SÃO JOSEMARIA gostava de considerar que, no momento da Anunciação, a Virgem Maria estava recolhida em oração. Muitos pintores representaram assim esta cena, colocando em suas mãos um livro das Escrituras. Para Maria, a leitura dessas páginas não era simplesmente recordar eventos de outra época: eram as palavras que o Senhor dirigia a ela em determinado momento. “Não há melhor maneira de rezar do que colocar-se, como Maria, em atitude de abertura, de coração aberto a Deus: ‘Senhor, o que Tu quiseres, quando Tu quiseres e como Tu quiseres!’. Ou seja, o coração aberto à vontade de Deus. E Deus responde sempre”[7].

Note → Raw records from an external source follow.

// src/transform/pipeline.rs

//! The augmentation pipeline applied between decode and batching.

use image::RgbImage;
use image::imageops::{self, FilterType};
use ndarray::Array3;
use rand::Rng;

use crate::constants::{DEFAULT_CROP_SIZE, DEFAULT_RESIZE_SIZE, IMAGENET_MEAN, IMAGENET_STD};
use crate::transform::TransformError;
use crate::transform::convert::to_tensor;

/// A preprocessing function from a decoded RGB image to the tensor the
/// rest of the pipeline consumes.
///
/// Implementors must be shareable across loader workers; random
/// augmentations should draw from the thread RNG rather than holding
/// RNG state.
pub trait ImageTransform: Send + Sync {
    fn apply(&self, image: RgbImage) -> Result<Array3<f32>, TransformError>;
}

/// One image-space step of a [`TransformPipeline`].
#[derive(Debug, Clone)]
enum Step {
    Resize { width: u32, height: u32 },
    RandomCrop { width: u32, height: u32 },
    CenterCrop { width: u32, height: u32 },
    RandomHorizontalFlip { p: f64 },
    RandomRotate90,
}

/// A composed augmentation pipeline.
///
/// Image-space steps run in the order they were added; the final
/// tensor-conversion (CHW, `[0, 1]`) is implicit, with per-channel
/// normalization applied last when configured.
///
/// ```ignore
/// use imgdlio::transform::TransformPipeline;
/// use imgdlio::constants::{IMAGENET_MEAN, IMAGENET_STD};
///
/// let train = TransformPipeline::new()
///     .resize(256, 256)
///     .random_crop(224, 224)
///     .random_horizontal_flip(0.5)
///     .random_rotate90()
///     .normalize(IMAGENET_MEAN, IMAGENET_STD);
/// ```
#[derive(Debug, Clone, Default)]
pub struct TransformPipeline {
    steps: Vec<Step>,
    normalize: Option<([f32; 3], [f32; 3])>,
}

impl TransformPipeline {
    /// Empty pipeline: decode output is converted to a CHW tensor with
    /// no augmentation.
    pub fn new() -> Self {
        Self::default()
    }

    /// Resize to an exact `width x height` (bilinear).
    pub fn resize(mut self, width: u32, height: u32) -> Self {
        self.steps.push(Step::Resize { width, height });
        self
    }

    /// Crop a `width x height` window at a uniformly random position.
    pub fn random_crop(mut self, width: u32, height: u32) -> Self {
        self.steps.push(Step::RandomCrop { width, height });
        self
    }

    /// Crop a centered `width x height` window.
    pub fn center_crop(mut self, width: u32, height: u32) -> Self {
        self.steps.push(Step::CenterCrop { width, height });
        self
    }

    /// Mirror horizontally with probability `p`.
    pub fn random_horizontal_flip(mut self, p: f64) -> Self {
        self.steps.push(Step::RandomHorizontalFlip { p });
        self
    }

    /// Rotate by a uniformly random multiple of 90 degrees (0, 90, 180
    /// or 270).
    pub fn random_rotate90(mut self) -> Self {
        self.steps.push(Step::RandomRotate90);
        self
    }

    /// Normalize per channel: `(value - mean) / std`, applied after the
    /// `[0, 1]` tensor conversion. RGB channel order.
    pub fn normalize(mut self, mean: [f32; 3], std: [f32; 3]) -> Self {
        self.normalize = Some((mean, std));
        self
    }

    /// The default training pipeline: resize, random crop, random
    /// horizontal flip, random 90-degree rotation, ImageNet
    /// normalization, tensor conversion.
    pub fn train_default() -> Self {
        Self::new()
            .resize(DEFAULT_RESIZE_SIZE, DEFAULT_RESIZE_SIZE)
            .random_crop(DEFAULT_CROP_SIZE, DEFAULT_CROP_SIZE)
            .random_horizontal_flip(0.5)
            .random_rotate90()
            .normalize(IMAGENET_MEAN, IMAGENET_STD)
    }

    /// The default evaluation pipeline: deterministic resize and center
    /// crop with the same normalization as [`Self::train_default`].
    pub fn val_default() -> Self {
        Self::new()
            .resize(DEFAULT_RESIZE_SIZE, DEFAULT_RESIZE_SIZE)
            .center_crop(DEFAULT_CROP_SIZE, DEFAULT_CROP_SIZE)
            .normalize(IMAGENET_MEAN, IMAGENET_STD)
    }

    fn apply_step(step: &Step, img: RgbImage) -> Result<RgbImage, TransformError> {
        match *step {
            Step::Resize { width, height } => {
                Ok(imageops::resize(&img, width, height, FilterType::Triangle))
            }
            Step::RandomCrop { width, height } => {
                let (img_w, img_h) = img.dimensions();
                if width > img_w || height > img_h {
                    return Err(TransformError::CropTooLarge {
                        crop_w: width,
                        crop_h: height,
                        img_w,
                        img_h,
                    });
                }
                let mut rng = rand::rng();
                let x = rng.random_range(0..=(img_w - width));
                let y = rng.random_range(0..=(img_h - height));
                Ok(imageops::crop_imm(&img, x, y, width, height).to_image())
            }
            Step::CenterCrop { width, height } => {
                let (img_w, img_h) = img.dimensions();
                if width > img_w || height > img_h {
                    return Err(TransformError::CropTooLarge {
                        crop_w: width,
                        crop_h: height,
                        img_w,
                        img_h,
                    });
                }
                let x = (img_w - width) / 2;
                let y = (img_h - height) / 2;
                Ok(imageops::crop_imm(&img, x, y, width, height).to_image())
            }
            Step::RandomHorizontalFlip { p } => {
                if rand::rng().random_bool(p.clamp(0.0, 1.0)) {
                    Ok(imageops::flip_horizontal(&img))
                } else {
                    Ok(img)
                }
            }
            Step::RandomRotate90 => {
                let k: u32 = rand::rng().random_range(0..4);
                Ok(match k {
                    0 => img,
                    1 => imageops::rotate90(&img),
                    2 => imageops::rotate180(&img),
                    _ => imageops::rotate270(&img),
                })
            }
        }
    }
}

impl ImageTransform for TransformPipeline {
    fn apply(&self, image: RgbImage) -> Result<Array3<f32>, TransformError> {
        let mut img = image;
        for step in &self.steps {
            img = Self::apply_step(step, img)?;
        }
        let mut tensor = to_tensor(&img);
        if let Some((mean, std)) = self.normalize {
            for c in 0..3 {
                tensor
                    .index_axis_mut(ndarray::Axis(0), c)
                    .mapv_inplace(|v| (v - mean[c]) / std[c]);
            }
        }
        Ok(tensor)
    }
}
//! Async batch loader.
//!
//! * Handles **map-style** and **iterable** datasets transparently.
//! * Map-style order comes from a sampler: sequential, or shuffled
//!   without replacement when `opts.shuffle` is set.
//! * `num_workers` item fetches run concurrently; reassembly preserves
//!   the sampler's index order within and across batches.
//! * Yields `Result<Vec<Item>, DatasetError>` where each `Vec` is a
//!   batch; the final partial batch is kept unless `drop_last`.

use crate::data_loader::dataset::{Dataset, DatasetError};
use crate::data_loader::image_folder::{ImageBatch, ImageSample, collate};
use crate::data_loader::options::LoaderOptions;
use crate::data_loader::prefetch::spawn_prefetch;
use crate::data_loader::sampler::{Sampler, SequentialSampler, ShuffleSampler};

use async_stream::try_stream;
use futures_core::stream::Stream;
use futures_util::StreamExt;
use futures_util::stream;
use log::debug;
use std::pin::Pin;
use std::sync::Arc;
use tokio_stream::wrappers::ReceiverStream;

/// Stream of batches produced by a [`DataLoader`].
pub type BatchStream<T> =
    Pin<Box<dyn Stream<Item = Result<Vec<T>, DatasetError>> + Send + 'static>>;

/// High-level iterator that produces batched samples from a dataset.
pub struct DataLoader<D>
where
    D: Dataset,
{
    dataset: Arc<D>,
    opts: LoaderOptions,
}

impl<D> DataLoader<D>
where
    D: Dataset,
{
    /// Create a new loader owning its dataset.
    pub fn new(dataset: D, opts: LoaderOptions) -> Self {
        Self::from_arc(Arc::new(dataset), opts)
    }

    /// Create a new loader over a shared dataset. Several loaders (or
    /// epochs) can reuse one dataset this way without re-indexing.
    pub fn from_arc(dataset: Arc<D>, opts: LoaderOptions) -> Self {
        Self { dataset, opts }
    }

    /// The options this loader was built with.
    pub fn options(&self) -> &LoaderOptions {
        &self.opts
    }

    /// Return an **async stream** over the dataset that yields batches.
    /// One call is one full pass. Must be called within a tokio runtime
    /// when `opts.prefetch > 0`.
    ///
    /// ```ignore
    /// # use imgdlio::{DataLoader, LoaderOptions};
    /// # async fn demo<D: imgdlio::Dataset>(ds: D) -> anyhow::Result<()> {
    /// let loader = DataLoader::new(ds, LoaderOptions::default());
    /// let mut batches = loader.stream();
    /// while let Some(batch) = batches.next().await {
    ///     let items = batch?; // Vec<D::Item>
    ///     // training step ...
    /// }
    /// # Ok(()) }
    /// ```
    pub fn stream(self) -> BatchStream<D::Item> {
        let ds = self.dataset.clone();
        let opts = self.opts.clone();

        debug!(
            "loader pass: batch_size={} shuffle={} workers={} prefetch={}",
            opts.batch_size,
            opts.shuffle,
            opts.effective_workers(),
            opts.prefetch
        );

        let prefetch = opts.prefetch;
        let base: BatchStream<D::Item> = Box::pin(try_stream! {
            let bs = opts.batch_size;

            // -------- Iterable dataset -----------------------------------
            // Batched as delivered; sampling does not apply.
            if let Some(mut st) = ds.as_stream() {
                let mut acc = Vec::with_capacity(bs);
                while let Some(item) = st.next().await {
                    acc.push(item?);
                    if acc.len() == bs {
                        yield std::mem::take(&mut acc);
                    }
                }
                if !acc.is_empty() && !opts.drop_last {
                    yield acc;
                }
                return;
            }

            // -------- Map-style dataset -----------------------------------
            match ds.len() {
                Some(total) => {
                    let mut sampler: Box<dyn Sampler> = if opts.shuffle {
                        Box::new(ShuffleSampler::new(total, opts.seed))
                    } else {
                        Box::new(SequentialSampler::new(total))
                    };
                    let indices: Vec<usize> =
                        std::iter::from_fn(|| sampler.next_index()).collect();

                    // Up to `workers` gets in flight; `buffered` keeps
                    // completion order equal to index order.
                    let workers = opts.effective_workers().max(1);
                    let fetcher = ds.clone();
                    let mut fetched = stream::iter(indices)
                        .map(move |i| {
                            let ds = fetcher.clone();
                            async move { ds.get(i).await }
                        })
                        .buffered(workers);

                    let mut batch = Vec::with_capacity(bs);
                    while let Some(item) = fetched.next().await {
                        batch.push(item?);
                        if batch.len() == bs {
                            yield std::mem::take(&mut batch);
                        }
                    }
                    if !batch.is_empty() && !opts.drop_last {
                        yield batch;
                    }
                }
                None => {
                    // Unknown length - only sequential probing makes sense.
                    if opts.shuffle {
                        Err(DatasetError::Unsupported)?;
                    }
                    let mut index = 0usize;
                    loop {
                        let mut batch = Vec::with_capacity(bs);
                        for _ in 0..bs {
                            match ds.get(index).await {
                                Ok(item) => batch.push(item),
                                Err(DatasetError::IndexOutOfRange(_)) => {
                                    if !batch.is_empty() && !opts.drop_last {
                                        yield batch;
                                    }
                                    return;
                                }
                                Err(e) => Err(e)?,
                            }
                            index += 1;
                        }
                        yield batch;
                    }
                }
            }
        });

        if prefetch > 0 {
            let rx = spawn_prefetch(prefetch, base);
            Box::pin(ReceiverStream::new(rx))
        } else {
            base
        }
    }
}

impl<D> DataLoader<D>
where
    D: Dataset<Item = ImageSample>,
{
    /// Like [`Self::stream`], but collates each `Vec<ImageSample>` into
    /// a stacked [`ImageBatch`] of `(images, labels)` arrays.
    pub fn batches(
        self,
    ) -> Pin<Box<dyn Stream<Item = Result<ImageBatch, DatasetError>> + Send + 'static>> {
        Box::pin(self.stream().map(|r| r.and_then(collate)))
    }
}

impl<D> std::fmt::Debug for DataLoader<D>
where
    D: Dataset,
{
    fn fmt(&self, f: &mut std::fmt::Formatter<'_>) -> std::fmt::Result {
        f.debug_struct("DataLoader")
            .field("batch_size", &self.opts.batch_size)
            .field("shuffle", &self.opts.shuffle)
            .finish()
    }
}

Ler as Escrituras com essa abertura de coração nos levará a descobrir o que Deus quer dizer-nos hoje e agora. Como a Sua palavra é sempre viva e eficaz, podemos ler uma vez e outra o mesmo trecho com novidade. Ouvir assim a palavra de Deus vai levar-nos a cumpri-la, colocando a serviço de Deus a nossa liberdade, a nossa inteligência e a nossa grande capacidade de amar. Efetivamente, ouvir e cumprir a palavra de Deus são duas coisas inseparáveis, pois “só se compreende realmente a palavra de Deus quando se começa a praticá-la”[8]. Podemos pedir a Nossa Senhora que saibamos meditar as Escrituras com a mesma abertura de coração que marcou a sua vida.


[1] Ofício de leituras, Beato Isaac de Stella, Sermão 51.

[2] Bento XVI, Discurso ao clero diocesano de Roma, 26/02/2009.

[3] Ibid.

[4] Francisco, Discurso, 26/01/2019.

[5] São Josemaria, É Cristo que passa, n. 172.

[6] Ibid., n. 148.

[7] Francisco, Audiência, 18/11/2020.

[8] São Gregório Magno, Homilias sobre Ezequiel, I, 10, 31.